→ What to work on
From the entries, return every line where the string "tokio" shows up.

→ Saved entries
┏━━

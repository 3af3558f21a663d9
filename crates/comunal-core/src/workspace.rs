//! Application root: one secure store, the four business documents, the audit
//! trail and the snapshot manager, built once per session.

use crate::audit::{AuditAction, AuditEvent, AuditTrail};
use crate::backup::{BackupManager, RestoreReport, SnapshotInfo};
use crate::config::StoreConfig;
use crate::debounce::{DebounceCoordinator, FlushReport, SaveDisposition};
use crate::document::{
    CooperationsDocument, DocumentKind, FaenasDocument, InhabitantsDocument, ProfilesDocument,
};
use crate::error::StoreError;
use crate::repository::{DocumentRepository, LoadStatus};
use crate::secure_store::SecureStore;
use anyhow::Context;
use serde_json::Value;
use std::fs;
use std::sync::Arc;
use tracing::{info, warn};

/// Entity name used in the audit trail for whole-document operations.
pub const DOCUMENT_ENTITY: &str = "documento";

macro_rules! with_repository {
    ($ws:expr, $kind:expr, $repo:ident => $body:expr) => {
        match $kind {
            DocumentKind::Habitantes => {
                let $repo = &$ws.inhabitants;
                $body
            }
            DocumentKind::Cooperaciones => {
                let $repo = &$ws.cooperations;
                $body
            }
            DocumentKind::Faenas => {
                let $repo = &$ws.faenas;
                $body
            }
            DocumentKind::Perfiles => {
                let $repo = &$ws.profiles;
                $body
            }
        }
    };
}

pub struct Workspace {
    config: StoreConfig,
    store: Arc<SecureStore>,
    inhabitants: Arc<DocumentRepository<InhabitantsDocument>>,
    cooperations: Arc<DocumentRepository<CooperationsDocument>>,
    faenas: Arc<DocumentRepository<FaenasDocument>>,
    profiles: Arc<DocumentRepository<ProfilesDocument>>,
    audit: AuditTrail,
    backups: BackupManager,
    coordinator: Option<DebounceCoordinator>,
}

impl Workspace {
    /// Open every document with `password`. Debounced saves are available
    /// only when called inside a tokio runtime; otherwise saves are written
    /// straight away.
    pub fn open(config: StoreConfig, password: &str) -> anyhow::Result<Self> {
        fs::create_dir_all(&config.data_dir)
            .with_context(|| format!("create data dir {}", config.data_dir.display()))?;

        let store = Arc::new(SecureStore::from_config(&config));
        let audit = AuditTrail::open(config.audit_path(), config.audit_cap)
            .context("open audit trail")?;
        let backups = BackupManager::new(
            &config.data_dir,
            config.backup_dir(),
            config.documents.clone(),
        )
        .with_retention(config.backup_retention);
        let coordinator = DebounceCoordinator::from_current(config.debounce_window());

        let workspace = Self {
            inhabitants: DocumentRepository::open(Arc::clone(&store), password),
            cooperations: DocumentRepository::open(Arc::clone(&store), password),
            faenas: DocumentRepository::open(Arc::clone(&store), password),
            profiles: DocumentRepository::open(Arc::clone(&store), password),
            config,
            store,
            audit,
            backups,
            coordinator,
        };
        info!(
            data_dir = %workspace.config.data_dir.display(),
            debounced = workspace.coordinator.is_some(),
            "workspace opened"
        );
        Ok(workspace)
    }

    pub fn config(&self) -> &StoreConfig {
        &self.config
    }

    pub fn store(&self) -> &Arc<SecureStore> {
        &self.store
    }

    pub fn inhabitants(&self) -> &Arc<DocumentRepository<InhabitantsDocument>> {
        &self.inhabitants
    }

    pub fn cooperations(&self) -> &Arc<DocumentRepository<CooperationsDocument>> {
        &self.cooperations
    }

    pub fn faenas(&self) -> &Arc<DocumentRepository<FaenasDocument>> {
        &self.faenas
    }

    pub fn profiles(&self) -> &Arc<DocumentRepository<ProfilesDocument>> {
        &self.profiles
    }

    pub fn audit(&self) -> &AuditTrail {
        &self.audit
    }

    pub fn backups(&self) -> &BackupManager {
        &self.backups
    }

    pub fn coordinator(&self) -> Option<&DebounceCoordinator> {
        self.coordinator.as_ref()
    }

    pub fn load_status(&self, kind: DocumentKind) -> LoadStatus {
        with_repository!(self, kind, repo => repo.load_status())
    }

    pub fn load_report(&self) -> Vec<(DocumentKind, LoadStatus)> {
        DocumentKind::ALL
            .into_iter()
            .map(|kind| (kind, self.load_status(kind)))
            .collect()
    }

    /// Current in-memory contents of a document as JSON.
    pub fn document_json(&self, kind: DocumentKind) -> Result<Value, StoreError> {
        with_repository!(self, kind, repo => repo.snapshot())
    }

    /// Persist a document, through the debounce window unless `immediate`.
    pub fn save(&self, kind: DocumentKind, immediate: bool) -> Result<SaveDisposition, StoreError> {
        with_repository!(self, kind, repo => match &self.coordinator {
            Some(coordinator) => repo.schedule_save(coordinator, immediate),
            None => repo.save_now().map(|()| SaveDisposition::Written),
        })
    }

    /// Replace a whole document, audit the field-level changes and write it
    /// immediately.
    pub fn import_document(
        &self,
        kind: DocumentKind,
        payload: Value,
        actor: &str,
    ) -> Result<(), StoreError> {
        with_repository!(self, kind, repo => repo.ensure_writable())?;
        let before = self.document_json(kind)?;
        with_repository!(self, kind, repo => repo.replace_json(payload))?;
        let after = self.document_json(kind)?;
        self.save(kind, true)?;
        self.audit
            .record_update(DOCUMENT_ENTITY, kind.name(), &before, &after, actor);
        Ok(())
    }

    /// Restore a snapshot over the live files and reload every document.
    pub fn restore_snapshot(&self, name: &str, actor: &str) -> anyhow::Result<RestoreReport> {
        // fence every document, including saves already past their timer
        if let Some(coordinator) = &self.coordinator {
            for kind in DocumentKind::ALL {
                coordinator.cancel(&kind.file_name());
            }
        }
        let report = self
            .backups
            .restore_snapshot(name)
            .with_context(|| format!("restore snapshot {name}"))?;
        for kind in DocumentKind::ALL {
            let status = with_repository!(self, kind, repo => repo.reload());
            if status != LoadStatus::Loaded {
                warn!(document = %kind, ?status, "document not usable after restore");
            }
        }
        self.audit.append_all([AuditEvent::new(
            AuditAction::Restore,
            "backup",
            name,
            actor,
        )]);
        Ok(report)
    }

    pub fn flush(&self) -> FlushReport {
        match &self.coordinator {
            Some(coordinator) => coordinator.flush_all(),
            None => FlushReport::default(),
        }
    }

    /// Write pending saves and, when configured, take a closing snapshot.
    pub fn close(self) -> Option<SnapshotInfo> {
        let report = self.flush();
        for (document, e) in &report.failed {
            warn!(document = %document, "unsaved on close: {e}");
        }
        let snapshot = if self.config.snapshot_on_close {
            self.backups.snapshot_on_shutdown()
        } else {
            None
        };
        info!(flushed = report.written.len(), "workspace closed");
        snapshot
    }
}

#[cfg(test)]
mod tests {
    use super::*;
    use crate::document::Inhabitant;
    use serde_json::json;
    use std::path::Path;
    use std::time::Duration;
    use tempfile::tempdir;

    fn config(dir: &Path) -> StoreConfig {
        StoreConfig {
            kdf_iterations: 1_000,
            read_retry_delay_ms: 10,
            debounce_ms: 40,
            ..StoreConfig::for_data_dir(dir)
        }
    }

    #[test]
    fn saves_without_runtime_are_immediate() {
        let dir = tempdir().unwrap();
        let ws = Workspace::open(config(dir.path()), "pw").unwrap();
        assert!(ws.coordinator().is_none());
        assert!(ws
            .load_report()
            .iter()
            .all(|(_, status)| *status == LoadStatus::Missing));

        ws.inhabitants().update(|d| {
            d.habitantes.push(Inhabitant {
                folio: "HAB-0001".into(),
                nombre: "Juan Perez".into(),
                ..Default::default()
            })
        });
        assert_eq!(
            ws.save(DocumentKind::Habitantes, false).unwrap(),
            SaveDisposition::Written
        );
        assert!(ws.store().exists("habitantes.dat"));

        let snapshot = ws.close().expect("closing snapshot");
        assert_eq!(snapshot.files, vec!["habitantes.dat".to_string()]);
    }

    #[test]
    fn import_records_changed_fields() {
        let dir = tempdir().unwrap();
        let ws = Workspace::open(config(dir.path()), "pw").unwrap();
        ws.import_document(
            DocumentKind::Faenas,
            json!({"faenas": [{"id": "F1", "nombre": "Limpieza"}]}),
            "ana",
        )
        .unwrap();

        let entries = ws.audit().by_entity(DOCUMENT_ENTITY, "faenas");
        assert_eq!(entries.len(), 1);
        assert_eq!(entries[0].tipo, AuditAction::Update);
        assert!(entries[0].cambios.contains_key("faenas"));

        let reopened = Workspace::open(config(dir.path()), "pw").unwrap();
        assert_eq!(reopened.load_status(DocumentKind::Faenas), LoadStatus::Loaded);
        assert_eq!(reopened.faenas().read(|d| d.faenas[0].nombre.clone()), "Limpieza");
        assert_eq!(reopened.audit().len(), 1);
    }

    #[test]
    fn wrong_password_workspace_refuses_writes() {
        let dir = tempdir().unwrap();
        let ws = Workspace::open(config(dir.path()), "pw").unwrap();
        ws.import_document(
            DocumentKind::Habitantes,
            json!({"habitantes": [{"folio": "HAB-0001", "nombre": "Juan Perez"}]}),
            "ana",
        )
        .unwrap();
        drop(ws);

        let intruder = Workspace::open(config(dir.path()), "otra").unwrap();
        assert_eq!(intruder.load_status(DocumentKind::Habitantes), LoadStatus::Corrupted);
        intruder.inhabitants().update(|d| d.habitantes.push(Default::default()));
        assert!(matches!(
            intruder.save(DocumentKind::Habitantes, true),
            Err(StoreError::NotWritable { .. })
        ));
        assert!(matches!(
            intruder.import_document(DocumentKind::Habitantes, json!({"habitantes": []}), "x"),
            Err(StoreError::NotWritable { .. })
        ));
        assert!(intruder.audit().by_actor("x").is_empty());
        drop(intruder);

        let ws = Workspace::open(config(dir.path()), "pw").unwrap();
        assert_eq!(ws.load_status(DocumentKind::Habitantes), LoadStatus::Loaded);
        assert_eq!(ws.inhabitants().read(|d| d.habitantes[0].nombre.clone()), "Juan Perez");
    }

    #[test]
    fn restore_reloads_documents() {
        let dir = tempdir().unwrap();
        let ws = Workspace::open(config(dir.path()), "pw").unwrap();
        ws.import_document(DocumentKind::Perfiles, json!({"perfiles": [{"usuario": "ana"}]}), "ana")
            .unwrap();
        let snapshot = ws.backups().create_full_snapshot().unwrap();

        ws.import_document(DocumentKind::Perfiles, json!({"perfiles": []}), "ana")
            .unwrap();
        let report = ws.restore_snapshot(&snapshot.name, "ana").unwrap();
        assert!(report.is_complete());
        assert_eq!(ws.profiles().read(|d| d.perfiles.len()), 1);
        assert_eq!(ws.audit().by_action(AuditAction::Restore).len(), 1);
    }

    #[tokio::test(flavor = "multi_thread", worker_threads = 2)]
    async fn close_flushes_pending_saves() {
        let dir = tempdir().unwrap();
        let cfg = StoreConfig {
            debounce_ms: 60_000,
            snapshot_on_close: false,
            ..config(dir.path())
        };
        let ws = Workspace::open(cfg, "pw").unwrap();
        assert!(ws.coordinator().is_some());
        ws.faenas().update(|d| d.faenas.push(Default::default()));
        assert_eq!(
            ws.save(DocumentKind::Faenas, false).unwrap(),
            SaveDisposition::Scheduled
        );
        tokio::time::sleep(Duration::from_millis(50)).await;
        assert!(!ws.store().exists("faenas.dat"));

        let store = Arc::clone(ws.store());
        assert!(ws.close().is_none());
        assert!(store.exists("faenas.dat"));
    }
}
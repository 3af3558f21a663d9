use crate::error::ConfigError;
use directories::ProjectDirs;
use std::path::PathBuf;

pub const APP_QUALIFIER: &str = "org";
pub const APP_ORG: &str = "comunal";
pub const APP_NAME: &str = "registro";

pub const DATA_DIR_ENV: &str = "COMUNAL_DATA_DIR";
pub const CONFIG_FILE: &str = "comunal.json";
pub const BACKUP_DIR: &str = "backups";
pub const AUDIT_FILE: &str = "auditoria.json";

pub fn data_dir() -> Result<PathBuf, ConfigError> {
    if let Ok(override_path) = std::env::var(DATA_DIR_ENV) {
        if !override_path.is_empty() {
            return Ok(PathBuf::from(override_path));
        }
    }
    let dirs = ProjectDirs::from(APP_QUALIFIER, APP_ORG, APP_NAME).ok_or(ConfigError::NoDataDir)?;
    Ok(dirs.data_dir().to_path_buf())
}
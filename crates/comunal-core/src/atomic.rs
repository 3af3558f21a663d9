//! Atomic file replacement shared by the document store, snapshot restore
//! and the audit log.
//!
//! A write is staged into a temp file next to the destination (same
//! filesystem), flushed and fsynced, and only then renamed over the
//! destination. Dropping an uncommitted [`StagedWrite`] removes the temp file
//! and leaves the destination untouched.

use std::fs::{self, File};
use std::io::{self, Write};
use std::path::{Path, PathBuf};
use tracing::{debug, warn};
use uuid::Uuid;

pub const BACKUP_SUFFIX: &str = "backup";
pub const OLD_SUFFIX: &str = "old";
pub const PREVIOUS_SUFFIX: &str = "anterior";

/// `dir/name` → `dir/name.<suffix>`.
pub fn sibling(path: &Path, suffix: &str) -> PathBuf {
    let mut name = path
        .file_name()
        .map(|n| n.to_os_string())
        .unwrap_or_default();
    name.push(".");
    name.push(suffix);
    path.with_file_name(name)
}

#[derive(Debug)]
pub struct StagedWrite {
    dest: PathBuf,
    temp: PathBuf,
    committed: bool,
}

/// Write `bytes` to a fresh temp file beside `dest`, fsynced before close.
pub fn stage(dest: &Path, bytes: &[u8]) -> io::Result<StagedWrite> {
    let dir = parent_dir(dest);
    fs::create_dir_all(&dir)?;
    let file_name = dest
        .file_name()
        .ok_or_else(|| io::Error::new(io::ErrorKind::InvalidInput, "destination has no file name"))?;
    let temp = dir.join(format!(
        ".{}.{}.tmp",
        file_name.to_string_lossy(),
        Uuid::new_v4().simple()
    ));
    let staged = StagedWrite {
        dest: dest.to_path_buf(),
        temp,
        committed: false,
    };
    {
        let mut file = File::create(&staged.temp)?;
        file.write_all(bytes)?;
        file.flush()?;
        file.sync_all()?;
    }
    Ok(staged)
}

impl StagedWrite {
    pub fn temp_path(&self) -> &Path {
        &self.temp
    }

    pub fn destination(&self) -> &Path {
        &self.dest
    }

    /// Move the staged bytes onto the destination.
    pub fn commit(mut self) -> io::Result<()> {
        self.replace_destination()?;
        self.committed = true;
        if let Err(e) = fsync_dir(&parent_dir(&self.dest)) {
            debug!(path = %self.dest.display(), "directory fsync skipped: {e}");
        }
        let old = sibling(&self.dest, OLD_SUFFIX);
        if old.exists() {
            if let Err(e) = fs::remove_file(&old) {
                warn!(path = %old.display(), "cannot remove stale copy: {e}");
            }
        }
        Ok(())
    }

    #[cfg(not(windows))]
    fn replace_destination(&self) -> io::Result<()> {
        // rename(2) swaps the directory entry in one step.
        fs::rename(&self.temp, &self.dest)
    }

    #[cfg(windows)]
    fn replace_destination(&self) -> io::Result<()> {
        let old = sibling(&self.dest, OLD_SUFFIX);
        let mut moved_aside = false;
        let mut deleted = false;
        if self.dest.exists() {
            match fs::remove_file(&self.dest) {
                Ok(()) => deleted = true,
                Err(e) => {
                    debug!(path = %self.dest.display(), "delete failed, moving aside: {e}");
                    fs::rename(&self.dest, &old)?;
                    moved_aside = true;
                }
            }
        }
        if let Err(e) = fs::rename(&self.temp, &self.dest) {
            if moved_aside {
                let _ = fs::rename(&old, &self.dest);
            } else if deleted {
                let backup = sibling(&self.dest, BACKUP_SUFFIX);
                if backup.exists() {
                    let _ = fs::copy(&backup, &self.dest);
                }
            }
            return Err(e);
        }
        Ok(())
    }
}

impl Drop for StagedWrite {
    fn drop(&mut self) {
        if !self.committed && self.temp.exists() {
            if let Err(e) = fs::remove_file(&self.temp) {
                warn!(path = %self.temp.display(), "cannot remove temp file: {e}");
            }
        }
    }
}

pub fn write_atomic(dest: &Path, bytes: &[u8]) -> io::Result<()> {
    stage(dest, bytes)?.commit()
}

/// Best-effort copy of `path` to `path.<suffix>`. Never fails the caller.
pub fn copy_aside(path: &Path, suffix: &str) -> Option<PathBuf> {
    if !path.exists() {
        return None;
    }
    let target = sibling(path, suffix);
    match fs::copy(path, &target) {
        Ok(_) => Some(target),
        Err(e) => {
            warn!(path = %path.display(), "safety copy failed: {e}");
            None
        }
    }
}

/// Best-effort OS-level hide. Only Windows has a hidden attribute.
pub fn hide(path: &Path) {
    #[cfg(windows)]
    {
        use std::os::windows::ffi::OsStrExt;
        use windows_sys::Win32::Storage::FileSystem::{
            GetFileAttributesW, SetFileAttributesW, FILE_ATTRIBUTE_HIDDEN,
            INVALID_FILE_ATTRIBUTES,
        };
        let wide: Vec<u16> = path
            .as_os_str()
            .encode_wide()
            .chain(std::iter::once(0))
            .collect();
        // SAFETY: `wide` is a NUL-terminated UTF-16 path that outlives both calls.
        unsafe {
            let attrs = GetFileAttributesW(wide.as_ptr());
            if attrs != INVALID_FILE_ATTRIBUTES
                && SetFileAttributesW(wide.as_ptr(), attrs | FILE_ATTRIBUTE_HIDDEN) == 0
            {
                debug!(path = %path.display(), "cannot set hidden attribute");
            }
        }
    }
    #[cfg(not(windows))]
    {
        let _ = path;
    }
}

fn parent_dir(path: &Path) -> PathBuf {
    match path.parent() {
        Some(p) if !p.as_os_str().is_empty() => p.to_path_buf(),
        _ => PathBuf::from("."),
    }
}

fn fsync_dir(path: &Path) -> io::Result<()> {
    #[cfg(unix)]
    {
        let dir = fs::OpenOptions::new().read(true).open(path)?;
        dir.sync_all()?;
    }
    #[cfg(not(unix))]
    {
        let _ = path;
    }
    Ok(())
}

#[cfg(test)]
mod tests {
    use super::*;
    use tempfile::tempdir;

    #[test]
    fn sibling_appends_suffix() {
        let p = Path::new("/data/habitantes.dat");
        assert_eq!(
            sibling(p, BACKUP_SUFFIX),
            PathBuf::from("/data/habitantes.dat.backup")
        );
    }

    #[test]
    fn commit_replaces_destination() {
        let dir = tempdir().unwrap();
        let dest = dir.path().join("doc.dat");
        fs::write(&dest, b"old").unwrap();
        write_atomic(&dest, b"new").unwrap();
        assert_eq!(fs::read(&dest).unwrap(), b"new");
        let leftovers: Vec<_> = fs::read_dir(dir.path())
            .unwrap()
            .flatten()
            .filter(|e| e.file_name().to_string_lossy().ends_with(".tmp"))
            .collect();
        assert!(leftovers.is_empty());
    }

    #[test]
    fn uncommitted_stage_leaves_destination_untouched() {
        let dir = tempdir().unwrap();
        let dest = dir.path().join("doc.dat");
        fs::write(&dest, b"before").unwrap();
        let staged = stage(&dest, b"after").unwrap();
        let temp = staged.temp_path().to_path_buf();
        assert!(temp.exists());
        assert_eq!(fs::read(&dest).unwrap(), b"before");
        drop(staged);
        assert!(!temp.exists());
        assert_eq!(fs::read(&dest).unwrap(), b"before");
    }

    #[test]
    fn copy_aside_skips_missing_files() {
        let dir = tempdir().unwrap();
        assert!(copy_aside(&dir.path().join("missing"), BACKUP_SUFFIX).is_none());
        let file = dir.path().join("doc.dat");
        fs::write(&file, b"x").unwrap();
        let copy = copy_aside(&file, PREVIOUS_SUFFIX).unwrap();
        assert_eq!(fs::read(copy).unwrap(), b"x");
    }
}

┗━━

→ Expected answer
    /// only when called inside a tokio runtime; otherwise saves are written
    #[tokio::test(flavor = "multi_thread", worker_threads = 2)]
        tokio::time::sleep(Duration::from_millis(50)).await;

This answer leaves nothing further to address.